*TASK GOAL:* Below are the records. Count the lines containing the string "MatmulInputs", and reply with the number alone.

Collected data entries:
===============
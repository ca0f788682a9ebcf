//! Boundary traits for the device and the trial runner.

use anyhow::Result;
use gemmtune_kernels::config::Configuration;
use serde::{Deserialize, Serialize};

/// Capability queries the search needs from a compute device.
pub trait DeviceCapabilities {
    fn name(&self) -> &str;

    /// Largest number of work items in one work-group.
    fn max_work_group_size(&self) -> Result<usize>;
}

/// Per-trial flags handed to the executor.
#[derive(Debug, Clone, Copy, Default, PartialEq, Eq)]
pub struct TrialRequest {
    pub round: usize,
    /// First round of a pass; the executor may build and prime the kernel.
    pub warmup: bool,
    pub transfer_to_device: bool,
    pub transfer_from_device: bool,
    pub paranoid_check: bool,
    pub verbose: bool,
}

/// Measurements from one execution of one configuration.
#[derive(Debug, Clone, Default, PartialEq, Serialize, Deserialize)]
pub struct TrialOutcome {
    pub elapsed_us: u64,
    pub flops: u64,
    pub ok: bool,
    /// Executor-defined diagnostic counters, summed across rounds.
    pub detail: Vec<u64>,
}

/// Runs a single benchmark trial.
///
/// Implementations must allow repeated calls for the same configuration and
/// return timings that are comparable across calls. An `Err` means the
/// device failed; the caller records the candidate as not ok and continues.
pub trait TrialExecutor {
    fn execute(&mut self, config: &Configuration, request: &TrialRequest) -> Result<TrialOutcome>;
}
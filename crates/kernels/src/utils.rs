//! Shared helpers for kernel implementations.

use crate::config::ProblemShape;
use crate::matmul::MatmulInputs;
use anyhow::{bail, Result};
use ndarray::{Array2, ArrayView2, Axis};

pub fn validate_matmul_inputs(shape: &ProblemShape, inputs: &MatmulInputs<'_>) -> Result<()> {
    if inputs.lhs.dim() != shape.lhs_dims() {
        bail!(
            "lhs is {}x{} but {} stores it as {}x{}",
            inputs.lhs.nrows(),
            inputs.lhs.ncols(),
            shape,
            shape.lhs_dims().0,
            shape.lhs_dims().1
        );
    }
    if inputs.rhs.dim() != shape.rhs_dims() {
        bail!(
            "rhs is {}x{} but {} stores it as {}x{}",
            inputs.rhs.nrows(),
            inputs.rhs.ncols(),
            shape,
            shape.rhs_dims().0,
            shape.rhs_dims().1
        );
    }
    Ok(())
}

/// Reproducible operand data in `[1, 2)`, in steps of 1/16.
pub fn deterministic_tensor(rows: usize, cols: usize) -> Array2<f32> {
    let mut tensor = Array2::zeros((rows, cols));
    tensor
        .axis_iter_mut(Axis(0))
        .enumerate()
        .for_each(|(row_idx, mut row)| {
            row.iter_mut().enumerate().for_each(|(col_idx, value)| {
                let seed = ((row_idx * 1313) ^ (col_idx * 7331)) % 16;
                *value = 1.0 + seed as f32 / 16.0;
            });
        });
    tensor
}

pub fn max_abs_error(output: &ArrayView2<'_, f32>, expected: &ArrayView2<'_, f32>) -> f64 {
    if output.dim() != expected.dim() {
        return f64::INFINITY;
    }
    output
        .iter()
        .zip(expected.iter())
        .fold(0.0_f64, |acc, (a, b)| acc.max((a - b).abs() as f64))
}

/// Tolerance for an f32 dot product of length `k` over operands in `[1, 2)`.
pub fn dot_tolerance(k: usize) -> f64 {
    1.0e-5 * (k.max(1) as f64) * 4.0
}

#[cfg(test)]
mod tests {
    use super::*;

    #[test]
    fn deterministic_tensor_is_reproducible() {
        let a = deterministic_tensor(5, 7);
        let b = deterministic_tensor(5, 7);
        assert_eq!(a, b);
        assert!(a.iter().all(|v| (1.0..2.0).contains(v)));
    }

    #[test]
    fn deterministic_tensor_stays_below_two_on_large_operands() {
        let t = deterministic_tensor(64, 256);
        assert!(t.iter().all(|v| (1.0..2.0).contains(v)));
        // sixteenths keep every product and partial sum exact in f32
        assert!(t.iter().all(|v| (v * 16.0).fract() == 0.0));
        assert!(t.iter().any(|v| *v == 1.9375));
    }

    #[test]
    fn mismatched_shapes_are_infinitely_wrong() {
        let a = Array2::<f32>::zeros((2, 2));
        let b = Array2::<f32>::zeros((2, 3));
        assert!(max_abs_error(&a.view(), &b.view()).is_infinite());
        assert_eq!(max_abs_error(&a.view(), &a.view()), 0.0);
    }

    #[test]
    fn rejects_misshapen_operands() {
        let shape = ProblemShape::new(4, 8, 12);
        let lhs = Array2::<f32>::zeros((4, 12));
        let rhs = Array2::<f32>::zeros((8, 12));
        let inputs = MatmulInputs::new(lhs.view(), rhs.view());
        assert!(validate_matmul_inputs(&shape, &inputs).is_err());
    }
}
===============
*RESULT FOR THIS TASK:* 3